Born: about 1771, possibly St Petersburg, Russia
Died: August 1838, St Pancras, London, Middlesex, England

Father: unknown
Mother: unknown

Spouse 1: Johann Wilhelm Becker (c1753-1803)
Married about 1792, possibly in Riga, Livonia.

Children
  • Christina Martha Amalia, 1793-1795
  • Johann Matthias Melchior, 1794-1795
  • Matthias Alexander, 1796-1796

Spouse 2: Matthias Holst (1759-1845)
Married 16 December 1808 by licence at St James Piccadilly, Westminster, Middlesex, England.

Children
  • Gustavus Valentine Johann, 1799-1870
  • Benigna Catharina, c1801-1845
  • Carolina Helena Maria, 1802-1884
  • Constantia Eleonora, 1804-1877
  • Theodor Edward Richard, 1810-1844

Biographical information
There are stories about Catharina and her family but there is very little that is substantiated. Imogen Holst, in her biography of her father Gustav Holst, who was the great grandson of Catharina, was apparently given to making up fanciful stories (which can be so much more exciting and interesting than the truth), and a lot of the stories of her ancestors may be completely of her own invention. According to Imogen, Catharina's brother was a "Prince Rogge". The Holst Birthplace Museum in Cheltenham, England, has in its collection a miniature portrait which is supposedly of Prince Rogge, which came from Imogen Holst. Absolutely nothing is known of the alleged Prince Rogge. There was a Johann von Rogge who was a government assessor, court councillor and knight (hence the "von" in von Rogge), who died in Riga in 1832, and it is possible that this was Catharina's brother and his level of importance was embellished somewhat.

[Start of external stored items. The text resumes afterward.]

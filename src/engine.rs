//! Plan execution engine
//!
//! Ties the pieces together for one run: schema preparation, the
//! transformation pipeline, the train/test split and candidate training.

use crate::config::EngineConfig;
use crate::dataset::{DatasetInput, MissingCount};
use crate::error::{PlanError, Result};
use crate::plan::{AnalysisPlan, TaskKind};
use crate::preprocessing::{PipelineApplier, StepReport, StepStatus, TransformerRegistry};
use crate::training::{
    feature_matrix, CandidateOutcome, CandidateScore, ModelRegistry, TrainTestSplit, TrainingData, TrainingExecutor,
};
use chrono::{DateTime, Utc};
use polars::prelude::*;
use serde::Serialize;
use std::fmt::Write;
use std::sync::Arc;
use std::time::Instant;
use tracing::{info, warn};
use uuid::Uuid;

/// Everything one run produced
#[derive(Debug, Clone, Serialize)]
pub struct ExecutionReport {
    pub run_id: Uuid,
    pub started_at: DateTime<Utc>,
    pub task: TaskKind,
    pub target: Option<String>,
    /// Frame after the pipeline and the backfill pass
    #[serde(skip)]
    pub transformed: DataFrame,
    pub steps: Vec<StepReport>,
    pub missing_before: Vec<MissingCount>,
    pub missing_after: Vec<MissingCount>,
    pub candidates: Vec<CandidateOutcome>,
    pub elapsed_seconds: f64,
}

impl ExecutionReport {
    pub fn to_json(&self) -> Result<String> {
        Ok(serde_json::to_string_pretty(self)?)
    }

    pub fn steps_applied(&self) -> usize {
        self.steps.iter().filter(|s| s.is_applied()).count()
    }

    pub fn residual_missing(&self) -> usize {
        self.missing_after.iter().map(|m| m.missing).sum()
    }

    /// Plain-text rendering
    pub fn summary(&self) -> String {
        let mut out = String::new();
        let _ = writeln!(out, "Run {} ({})", self.run_id, self.task);
        let _ = writeln!(
            out,
            "Transformed frame: {} rows x {} columns",
            self.transformed.height(),
            self.transformed.width()
        );
        let _ = writeln!(out, "Steps: {}/{} applied", self.steps_applied(), self.steps.len());
        for step in &self.steps {
            let status = match &step.status {
                StepStatus::Applied => "applied".to_string(),
                StepStatus::Failed { kind, message } => {
                    format!("failed [{}] {}", kind, message)
                }
            };
            let _ = writeln!(
                out,
                "  #{} {} {:?}: {}",
                step.index, step.transformer, step.columns, status
            );
        }
        let _ = writeln!(out, "Residual missing cells: {}", self.residual_missing());
        let _ = writeln!(out, "Candidates:");
        for candidate in &self.candidates {
            let score = match &candidate.score {
                CandidateScore::Value(v) => format!("{:.4}", v),
                CandidateScore::Unavailable { unavailable } => format!("unavailable ({})", unavailable),
            };
            let _ = writeln!(
                out,
                "  {} score={} fit={:.3}s",
                candidate.model_name, score, candidate.fit_seconds
            );
        }
        out
    }
}

/// Executes analysis plans against datasets
#[derive(Debug, Clone)]
pub struct PlanEngine {
    transformers: Arc<TransformerRegistry>,
    executor: TrainingExecutor,
    config: EngineConfig,
}

impl PlanEngine {
    pub fn new(transformers: Arc<TransformerRegistry>, models: Arc<ModelRegistry>, config: EngineConfig) -> Self {
        Self {
            transformers,
            executor: TrainingExecutor::new(models),
            config,
        }
    }

    /// Engine over the built-in catalogues
    pub fn builtin(config: EngineConfig) -> Self {
        Self::new(
            Arc::new(TransformerRegistry::builtin()),
            Arc::new(ModelRegistry::builtin()),
            config,
        )
    }

    pub fn config(&self) -> &EngineConfig {
        &self.config
    }

    /// Run a plan end to end.
    ///
    /// Only structural problems return `Err`; step and candidate failures are
    /// recorded in the report.
    pub fn execute(&self, plan: &AnalysisPlan, input: DatasetInput, task: TaskKind) -> Result<ExecutionReport> {
        let started_at = Utc::now();
        let start = Instant::now();
        self.config.validate()?;

        let DatasetInput { frame, schema } = input;
        if frame.height() == 0 || frame.width() == 0 {
            return Err(PlanError::EmptyDataset(format!(
                "{} rows x {} columns",
                frame.height(),
                frame.width()
            )));
        }

        let target = if task.is_supervised() {
            let target = schema.target_column.clone().ok_or(PlanError::MissingTarget)?;
            if frame.get_column_index(&target).is_none() {
                return Err(PlanError::UnknownColumn(target));
            }
            Some(target)
        } else {
            schema.target_column.clone()
        };

        info!(
            task = %task,
            rows = frame.height(),
            columns = frame.width(),
            steps = plan.transformations.len(),
            "Executing plan"
        );

        let prepared = schema.prepare(&frame)?;
        let outcome = PipelineApplier::new(Arc::clone(&self.transformers))
            .with_residual_missing(self.config.residual_missing)
            .apply(&plan.transformations, &prepared)?;

        let specs = plan.candidates(task);
        if specs.is_empty() {
            warn!(task = %task, "Plan suggests no models for this task");
        }

        let candidates = match self.training_data(&outcome.frame, task, target.as_deref()) {
            Ok(data) => {
                info!(candidates = specs.len(), features = data.n_features(), "Training candidates");
                self.executor.run(task, specs, &data)
            }
            Err(e) => {
                warn!(error = %e, "Could not build training matrices");
                specs
                    .iter()
                    .map(|spec| CandidateOutcome::failed(&spec.model_name, &e, 0.0))
                    .collect()
            }
        };

        let elapsed_seconds = start.elapsed().as_secs_f64();
        info!(
            candidates = candidates.len(),
            succeeded = candidates.iter().filter(|c| c.is_success()).count(),
            elapsed_seconds,
            "Plan executed"
        );

        Ok(ExecutionReport {
            run_id: Uuid::new_v4(),
            started_at,
            task,
            target,
            transformed: outcome.frame,
            steps: outcome.steps,
            missing_before: outcome.missing_before,
            missing_after: outcome.missing_after,
            candidates,
            elapsed_seconds,
        })
    }

    /// Split and convert (supervised) or convert everything but the target (clustering)
    fn training_data(&self, frame: &DataFrame, task: TaskKind, target: Option<&str>) -> Result<TrainingData> {
        match (task.is_supervised(), target) {
            (true, Some(target)) => TrainTestSplit::new(self.config.test_size, self.config.random_seed)
                .split(frame, target)?
                .training_data(task),
            (true, None) => Err(PlanError::MissingTarget),
            (false, Some(target)) if frame.get_column_index(target).is_some() => Ok(TrainingData::Unsupervised {
                x: feature_matrix(&frame.drop(target)?)?,
            }),
            (false, _) => Ok(TrainingData::Unsupervised {
                x: feature_matrix(frame)?,
            }),
        }
    }
}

According to Imogen Holst, Catharina was from St Petersburg, Russia and possibly met her second husband Matthias Holst when he was (said to be) a professional musician in the Russian Imperial Court in St Petersburg. I have found no evidence of this as yet. Imogen makes no mention of Catharina's first husband Johann Wilhelm Becker in her information on the Holst family. Becker was apparently a Käufer (buyer) which suggests he was involved in commerce/trade of some sort, as opposed to being a professional musician.

Moving from Imogen Holst's apparently fertile imagination to original parish records of the Lutheran Church in Riga, we can find Catharina in a number of records. It is important to note that I have not found her under the surname of Rogge but Roggen. I have not been able to locate a marriage record in Riga for Catharina's first marriage, to Johann Wilhelm Becker, but I have found baptismal records for three of their children. It is only from these records that we have her middle name of Beata. It is interesting to note that when Matthias Alexander was baptised, his godfather was Matthias Holst, Catharina's future husband.

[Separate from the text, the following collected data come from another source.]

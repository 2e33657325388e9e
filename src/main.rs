//! autoplan - Main Entry Point

use clap::Parser;
use autoplan::cli::{self, Cli};

fn main() -> anyhow::Result<()> {
    // Initialize logging
    tracing_subscriber::fmt()
        .with_env_filter(
            tracing_subscriber::EnvFilter::try_from_default_env()
                .unwrap_or_else(|_| "autoplan=info".into()),
        )
        .with_writer(std::io::stderr)
        .init();

    cli::run(Cli::parse())
}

All three of the known children of Catharina and Johann Wilhelm Becker died in infancy. By 1799 Catharina had given birth to Matthias Holst's child, Gustavus Valentine Johann Holst. I wondered if Catharina had been widowed and this was why she paired off with Matthias Holst, but Johann didn't die until 1803, so we can only assume that at some stage the relationship between Catharina and her first husband soured, and they parted ways.

We know that Catharina and Matthias' first child, Gustavus was born in Riga from his naturalisation record (National Archives UK record HO 1/22/416), but I have not been able to locate a baptism record for him in Riga. 

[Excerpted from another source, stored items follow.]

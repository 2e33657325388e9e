//! Feature scaling
//!
//! Statistics are computed per column over present values. A column without
//! spread divides by zero and yields NaN.

use super::{column_series, numeric_values, parse_params, replace_columns, require_columns, TransformerKind};
use crate::error::{PlanError, Result};
use crate::plan::Parameters;
use polars::prelude::*;
use serde::Deserialize;

#[derive(Debug, Clone, Copy)]
struct ScalerParams {
    center: f64,
    scale: f64,
    offset: f64,
}

#[derive(Debug, Deserialize)]
#[serde(default, deny_unknown_fields)]
struct StandardOptions {
    with_mean: bool,
    with_std: bool,
    #[allow(dead_code)]
    copy: bool,
}

impl Default for StandardOptions {
    fn default() -> Self {
        Self {
            with_mean: true,
            with_std: true,
            copy: true,
        }
    }
}

#[derive(Debug, Deserialize)]
#[serde(default, deny_unknown_fields)]
struct MinMaxOptions {
    feature_range: (f64, f64),
    clip: bool,
    #[allow(dead_code)]
    copy: bool,
}

impl Default for MinMaxOptions {
    fn default() -> Self {
        Self {
            feature_range: (0.0, 1.0),
            clip: false,
            copy: true,
        }
    }
}

#[derive(Debug, Deserialize)]
#[serde(default, deny_unknown_fields)]
struct RobustOptions {
    with_centering: bool,
    with_scaling: bool,
    quantile_range: (f64, f64),
    #[allow(dead_code)]
    copy: bool,
}

impl Default for RobustOptions {
    fn default() -> Self {
        Self {
            with_centering: true,
            with_scaling: true,
            quantile_range: (25.0, 75.0),
            copy: true,
        }
    }
}

fn scale_series(series: &Series, ca: &Float64Chunked, params: ScalerParams, clip: Option<(f64, f64)>) -> Series {
    let scaled: Float64Chunked = ca
        .into_iter()
        .map(|opt| {
            opt.map(|v| {
                let x = (v - params.center) / params.scale + params.offset;
                match clip {
                    Some((lo, hi)) => x.clamp(lo, hi),
                    None => x,
                }
            })
        })
        .collect();
    scaled.with_name(series.name().clone()).into_series()
}

fn scale_columns(
    df: &DataFrame,
    columns: &[String],
    kind: TransformerKind,
    clip: Option<(f64, f64)>,
    fit: impl Fn(&Float64Chunked) -> Result<ScalerParams>,
) -> Result<DataFrame> {
    require_columns(df, columns)?;
    let scaled = columns
        .iter()
        .map(|name| {
            let series = column_series(df, name)?;
            let ca = numeric_values(series, kind)?;
            let params = fit(&ca)?;
            Ok(scale_series(series, &ca, params, clip))
        })
        .collect::<Result<Vec<_>>>()?;
    replace_columns(df, scaled)
}

/// `StandardScaler`: `(x - mean) / std`, population std
pub fn standard_scaler(df: &DataFrame, columns: &[String], params: &Parameters) -> Result<DataFrame> {
    let opts: StandardOptions = parse_params(TransformerKind::StandardScaler, params)?;

    scale_columns(df, columns, TransformerKind::StandardScaler, None, |ca| {
        let center = if opts.with_mean { ca.mean().unwrap_or(f64::NAN) } else { 0.0 };
        let scale = if opts.with_std { ca.std(0).unwrap_or(f64::NAN) } else { 1.0 };
        Ok(ScalerParams {
            center,
            scale,
            offset: 0.0,
        })
    })
}

/// `MinMaxScaler`: `(x - min) / (max - min)` rescaled into `feature_range`
pub fn min_max_scaler(df: &DataFrame, columns: &[String], params: &Parameters) -> Result<DataFrame> {
    let opts: MinMaxOptions = parse_params(TransformerKind::MinMaxScaler, params)?;
    let (lo, hi) = opts.feature_range;
    if !(lo < hi) {
        return Err(PlanError::invalid(
            "feature_range",
            format!("[{}, {}]", lo, hi),
            "minimum must be smaller than maximum",
        ));
    }
    let clip = opts.clip.then_some((lo, hi));

    scale_columns(df, columns, TransformerKind::MinMaxScaler, clip, |ca| {
        let min = ca.min().unwrap_or(f64::NAN);
        let max = ca.max().unwrap_or(f64::NAN);
        Ok(ScalerParams {
            center: min,
            scale: (max - min) / (hi - lo),
            offset: lo,
        })
    })
}

/// `RobustScaler`: `(x - median) / (Q3 - Q1)` with linear interpolation
pub fn robust_scaler(df: &DataFrame, columns: &[String], params: &Parameters) -> Result<DataFrame> {
    let opts: RobustOptions = parse_params(TransformerKind::RobustScaler, params)?;
    let (q_lo, q_hi) = opts.quantile_range;
    if !(0.0 <= q_lo && q_lo < q_hi && q_hi <= 100.0) {
        return Err(PlanError::invalid(
            "quantile_range",
            format!("[{}, {}]", q_lo, q_hi),
            "expected 0 <= q_min < q_max <= 100",
        ));
    }

    scale_columns(df, columns, TransformerKind::RobustScaler, None, |ca| {
        let center = if opts.with_centering { ca.median().unwrap_or(f64::NAN) } else { 0.0 };
        let scale = if opts.with_scaling {
            let q1 = ca.quantile(q_lo / 100.0, QuantileMethod::Linear)?.unwrap_or(f64::NAN);
            let q3 = ca.quantile(q_hi / 100.0, QuantileMethod::Linear)?.unwrap_or(f64::NAN);
            q3 - q1
        } else {
            1.0
        };
        Ok(ScalerParams {
            center,
            scale,
            offset: 0.0,
        })
    })
}

#[cfg(test)]
mod tests {
    use super::*;
    use serde_json::{json, Value};

    fn params(value: Value) -> Parameters {
        match value {
            Value::Object(map) => map,
            _ => Parameters::new(),
        }
    }

    fn cols(names: &[&str]) -> Vec<String> {
        names.iter().map(|s| s.to_string()).collect()
    }

    fn values(df: &DataFrame, name: &str) -> Vec<Option<f64>> {
        df.column(name).unwrap().f64().unwrap().into_iter().collect()
    }

    #[test]
    fn test_standard_scaler() {
        let df = df!("x" => &[1.0, 2.0, 3.0], "y" => &["a", "b", "c"]).unwrap();
        let out = standard_scaler(&df, &cols(&["x"]), &Parameters::new()).unwrap();
        let std = (2.0f64 / 3.0).sqrt();
        let scaled = values(&out, "x");
        assert!((scaled[0].unwrap() + 1.0 / std).abs() < 1e-12);
        assert!(scaled[1].unwrap().abs() < 1e-12);
        assert_eq!(out.column("y").unwrap().str().unwrap().get(0), Some("a"));
    }

    #[test]
    fn test_standard_scaler_constant_column() {
        let df = df!("x" => &[4.0, 4.0, 4.0]).unwrap();
        let out = standard_scaler(&df, &cols(&["x"]), &Parameters::new()).unwrap();
        assert_eq!(out.height(), 3);
        assert!(values(&out, "x").iter().all(|v| !v.unwrap().is_finite()));
    }

    #[test]
    fn test_standard_scaler_keeps_nulls() {
        let df = df!("x" => &[Some(1.0), None, Some(3.0)]).unwrap();
        let out = standard_scaler(&df, &cols(&["x"]), &params(json!({"with_std": false}))).unwrap();
        assert_eq!(values(&out, "x"), vec![Some(-1.0), None, Some(1.0)]);
    }

    #[test]
    fn test_min_max_bounds() {
        let df = df!("x" => &[5i64, -3, 10, 0]).unwrap();
        let out = min_max_scaler(&df, &cols(&["x"]), &Parameters::new()).unwrap();
        let scaled: Vec<f64> = values(&out, "x").into_iter().flatten().collect();
        assert!(scaled.iter().all(|v| (0.0..=1.0).contains(v)));
        assert_eq!(scaled[1], 0.0);
        assert_eq!(scaled[2], 1.0);
    }

    #[test]
    fn test_min_max_feature_range() {
        let df = df!("x" => &[0.0, 5.0, 10.0]).unwrap();
        let out = min_max_scaler(&df, &cols(&["x"]), &params(json!({"feature_range": [-1, 1]}))).unwrap();
        assert_eq!(values(&out, "x"), vec![Some(-1.0), Some(0.0), Some(1.0)]);

        let err = min_max_scaler(&df, &cols(&["x"]), &params(json!({"feature_range": [1, 1]}))).unwrap_err();
        assert!(matches!(err, PlanError::InvalidParameter { .. }));
    }

    #[test]
    fn test_robust_scaler() {
        let df = df!("x" => &[1.0, 2.0, 3.0, 4.0, 5.0]).unwrap();
        let out = robust_scaler(&df, &cols(&["x"]), &Parameters::new()).unwrap();
        // median 3, Q1 2, Q3 4
        assert_eq!(values(&out, "x"), vec![Some(-1.0), Some(-0.5), Some(0.0), Some(0.5), Some(1.0)]);
    }

    #[test]
    fn test_scaler_rejects_text() {
        let df = df!("y" => &["a", "b"]).unwrap();
        let err = standard_scaler(&df, &cols(&["y"]), &Parameters::new()).unwrap_err();
        assert!(matches!(err, PlanError::DataError(_)));
    }
}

The family left Riga at some stage and moved on to Danzig, Prussia (Gdansk, Poland today), and it is thought that Matthias and Catharina's second child, Benigna, was born there in around 1801, though I have not yet found a baptism record for this. There is a record for the baptism of the third child, Carolina, in Danzig, in March 1803, with Catharina's surname recorded as Rogger. 

By 1804, the family was in England, when Constantia was born, and baptised at St James, Piccadilly, Westminster. About four years later, in 1808, Matthias and Catharina finally took the plunge and got married, at the same parish where Constantia was baptised.

In 1810, Catharina gave birth to her last child Theodor. We must assume that Catharina spent the rest of her life caring for her family, until her death, aged 68 in 1838. She was laid to rest at Kensal Green in a public vault in one of the Catacombs.